15 Petitioner is incorrect to assert (Pet. 16) that, under the court of appeals' holding, agency rules and decisions are "immunized from bankruptcy court jurisdiction" whenever the "agency * * * characterizes its decision as relating to its 'regulatory function.'" Under the court of appeals' decision, the bankruptcy court did have jurisdiction to determine whether the FCC's auction rules and decisions were "regulatory." The court of appeals merely-and correctly-disagreed with the bankruptcy court's resolution of that issue. See Pet. App. 13a-21a. See also pp. 11-14, 23-24, supra (explaining regulatory role of auction rules in license allocation process).

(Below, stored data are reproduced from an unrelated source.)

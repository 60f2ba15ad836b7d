//! Hand-built instances.

use wavepick_core::ProblemInstance;

/// The three-order scenario in the challenge text format.
///
/// Orders 0 and 1 need item 0 (2 units each), all stocked by aisle 0.
/// Order 2 needs one unit of item 1, stocked only by aisle 1. With bounds
/// `[1, 5]` the best wave is orders 0 and 1 from aisle 0: ratio 4.0, against
/// 2.5 when both aisles are opened.
pub const SCENARIO_TEXT: &str = "\
# orders items aisles
3 2 2
1 0 2
1 0 2
1 1 1
1 0 4
1 1 1
1 5
";

/// Builds the instance described by [`SCENARIO_TEXT`].
pub fn scenario_instance() -> ProblemInstance {
    ProblemInstance::builder(2)
        .order([(0, 2)])
        .order([(0, 2)])
        .order([(1, 1)])
        .aisle([(0, 4)])
        .aisle([(1, 1)])
        .bounds(1, 5)
        .build()
        .expect("scenario instance is valid")
}

/// Demands 100 to 200 units while only 10 units are stocked in total.
pub fn infeasible_instance() -> ProblemInstance {
    ProblemInstance::builder(2)
        .order([(0, 6)])
        .order([(1, 6), (0, 2)])
        .order([(1, 3)])
        .aisle([(0, 4), (1, 2)])
        .aisle([(1, 4)])
        .bounds(100, 200)
        .build()
        .expect("infeasible instance is structurally valid")
}

/// Wave size must be exactly 5 units.
///
/// Orders carry 2, 3 and 4 units, so only orders {0, 1} make a valid wave.
pub fn point_bounds_instance() -> ProblemInstance {
    ProblemInstance::builder(3)
        .order([(0, 2)])
        .order([(1, 3)])
        .order([(2, 4)])
        .aisle([(0, 2), (2, 4)])
        .aisle([(1, 3)])
        .aisle([(0, 1), (1, 1), (2, 1)])
        .bounds(5, 5)
        .build()
        .expect("point bounds instance is valid")
}

/// Six orders over four items and five aisles, small enough for
/// [`brute_force_best`](crate::brute_force_best).
pub fn mixed_instance() -> ProblemInstance {
    ProblemInstance::builder(4)
        .order([(0, 3), (1, 1)])
        .order([(1, 2)])
        .order([(2, 4)])
        .order([(0, 1), (3, 2)])
        .order([(3, 5)])
        .order([(1, 1), (2, 1)])
        .aisle([(0, 4), (1, 1)])
        .aisle([(1, 3), (2, 2)])
        .aisle([(2, 5), (3, 1)])
        .aisle([(3, 7)])
        .aisle([(0, 1), (1, 1), (2, 1), (3, 1)])
        .bounds(4, 12)
        .build()
        .expect("mixed instance is valid")
}
//! Tests for subproblem construction.

use wavepick_config::{SearchConfig, WaveSizeRule};
use wavepick_core::WaveSelection;

use super::*;
use crate::adapter::{SolveStatus, SolverAdapter};
use crate::test_utils::scenario_instance;
use crate::GoodLpAdapter;

#[test]
fn test_aisle_count_model() {
    let instance = scenario_instance();
    let builder = SubproblemBuilder::new(&instance, &SearchConfig::default()).unwrap();
    let subproblem = builder.build(Parameter::AisleCount(1)).unwrap();

    assert_eq!(subproblem.sense(), Sense::Maximize);
    assert_eq!(subproblem.variable_count(), 5);
    // wave size (2) + stock per demanded item (2) + aisle count (1)
    assert_eq!(subproblem.constraints().len(), 5);
    assert_eq!(
        subproblem.objective().terms(),
        &[
            (DecisionVar::Order(0), 2.0),
            (DecisionVar::Order(1), 2.0),
            (DecisionVar::Order(2), 1.0),
        ]
    );
}

#[test]
fn test_ratio_threshold_model() {
    let instance = scenario_instance();
    let builder = SubproblemBuilder::new(&instance, &SearchConfig::default()).unwrap();
    let subproblem = builder.build(Parameter::RatioThreshold(3.0)).unwrap();

    assert_eq!(subproblem.sense(), Sense::Minimize);
    // wave size (2) + stock (2) + at least one aisle + ratio band
    assert_eq!(subproblem.constraints().len(), 6);

    let objective = subproblem.objective();
    assert!(objective
        .terms()
        .contains(&(DecisionVar::Aisle(0), 3.0)));
    assert!(objective
        .terms()
        .contains(&(DecisionVar::Order(0), -2.0)));
}

#[test]
fn test_ratio_band_admits_certificate() {
    let instance = scenario_instance();
    let builder = SubproblemBuilder::new(&instance, &SearchConfig::default()).unwrap();
    let best = WaveSelection::new([0, 1], [0]);

    let at_optimum = builder.build(Parameter::RatioThreshold(4.0)).unwrap();
    assert!(at_optimum.is_satisfied_by(&best));

    let above = builder.build(Parameter::RatioThreshold(4.5)).unwrap();
    assert!(!above.is_satisfied_by(&best));
}

#[test]
fn test_stock_constraint() {
    let instance = scenario_instance();
    let builder = SubproblemBuilder::new(&instance, &SearchConfig::default()).unwrap();
    let subproblem = builder.build(Parameter::AisleCount(1)).unwrap();

    assert!(subproblem.is_satisfied_by(&WaveSelection::new([0, 1], [0])));
    // order 2 needs item 1, which aisle 0 does not stock
    assert!(!subproblem.is_satisfied_by(&WaveSelection::new([0, 2], [0])));
}

#[test]
fn test_parameter_domain() {
    let instance = scenario_instance();
    let builder = SubproblemBuilder::new(&instance, &SearchConfig::default()).unwrap();

    for parameter in [
        Parameter::AisleCount(0),
        Parameter::AisleCount(3),
        Parameter::RatioThreshold(0.1),
        Parameter::RatioThreshold(5.5),
        Parameter::RatioThreshold(f64::NAN),
    ] {
        assert!(
            matches!(builder.build(parameter), Err(SearchError::InvalidParameter(_))),
            "{} should be rejected",
            parameter
        );
    }

    // both ends of the ratio domain [0.5, 5] are admissible
    assert!(builder.build(Parameter::RatioThreshold(0.5)).is_ok());
    assert!(builder.build(Parameter::RatioThreshold(5.0)).is_ok());
}

#[test]
fn test_per_order_gating() {
    let instance = scenario_instance();
    let config = SearchConfig::new().with_wave_size_rule(WaveSizeRule::PerOrder);
    let builder = SubproblemBuilder::new(&instance, &config).unwrap();
    let subproblem = builder.build(Parameter::AisleCount(1)).unwrap();

    // two gating rows per order on top of the total rule
    assert_eq!(subproblem.constraints().len(), 5 + 2 * 3);
    assert!(subproblem.is_satisfied_by(&WaveSelection::new([0, 1], [0])));
}

#[test]
fn test_big_m_defaults() {
    let instance = scenario_instance();

    let builder = SubproblemBuilder::new(&instance, &SearchConfig::default()).unwrap();
    assert_eq!(builder.big_m(), 5.0);

    // never below the largest order
    let config = SearchConfig::new().with_big_m(1.0);
    let builder = SubproblemBuilder::new(&instance, &config).unwrap();
    assert_eq!(builder.big_m(), 2.0);
}

#[test]
fn test_install_and_read_selection() {
    let instance = scenario_instance();
    let builder = SubproblemBuilder::new(&instance, &SearchConfig::default()).unwrap();
    let subproblem = builder.build(Parameter::AisleCount(1)).unwrap();

    let mut lp = GoodLpAdapter::new();
    let installed = subproblem.install(&mut lp);
    assert_eq!(lp.variable_count(), 5);
    assert_eq!(lp.constraint_count(), 5);
    assert_eq!(installed.parameter(), Parameter::AisleCount(1));

    assert_eq!(lp.solve(0.0).unwrap(), SolveStatus::Optimal);
    assert_eq!(lp.objective_value(), Some(4.0));
    assert_eq!(
        installed.read_selection(&lp).unwrap(),
        WaveSelection::new([0, 1], [0])
    );
}

#[test]
fn test_read_selection_without_solution() {
    let instance = scenario_instance();
    let builder = SubproblemBuilder::new(&instance, &SearchConfig::default()).unwrap();
    let subproblem = builder.build(Parameter::AisleCount(2)).unwrap();

    let mut lp = GoodLpAdapter::new();
    let installed = subproblem.install(&mut lp);
    assert!(matches!(
        installed.read_selection(&lp),
        Err(SolverError::MissingSolution)
    ));
}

16 The bankruptcy court rejected that argument on the grounds that "[n]o penalty was ever calculated" or "was ever applicable" because petitioner "did not default and its application was not denied." Pet. App. 91a. That is misconceived. Under the Bankruptcy Code, antecedent debts include the "'right to payment, whether or not such right is reduced to judgment, liquidated, unliquidated, fixed, contingent, matured, unmatured, disputed, undisputed, legal, equitable, secured, or unsecured.'" In re United Energy Corp., 944 F.2d 589, 595 (9th Cir. 1991) (quoting 11 U.S.C. 101(5)(A)). In February 1997, petitioner's "potential default liability" was an antecedent debt to the FCC. Having satisfied this antecedent debt dollar-for-dollar, petitioner received reasonably equivalent value for its total payment in cash and promissory notes. See id. at 595 (finding exchange of reasonably equivalent value where investors' inchoate rights to restitution were proportionately reduced by payments received from debtor). The rules governing the analogous area of executory contracts support the same result. See 11 U.S.C. 365.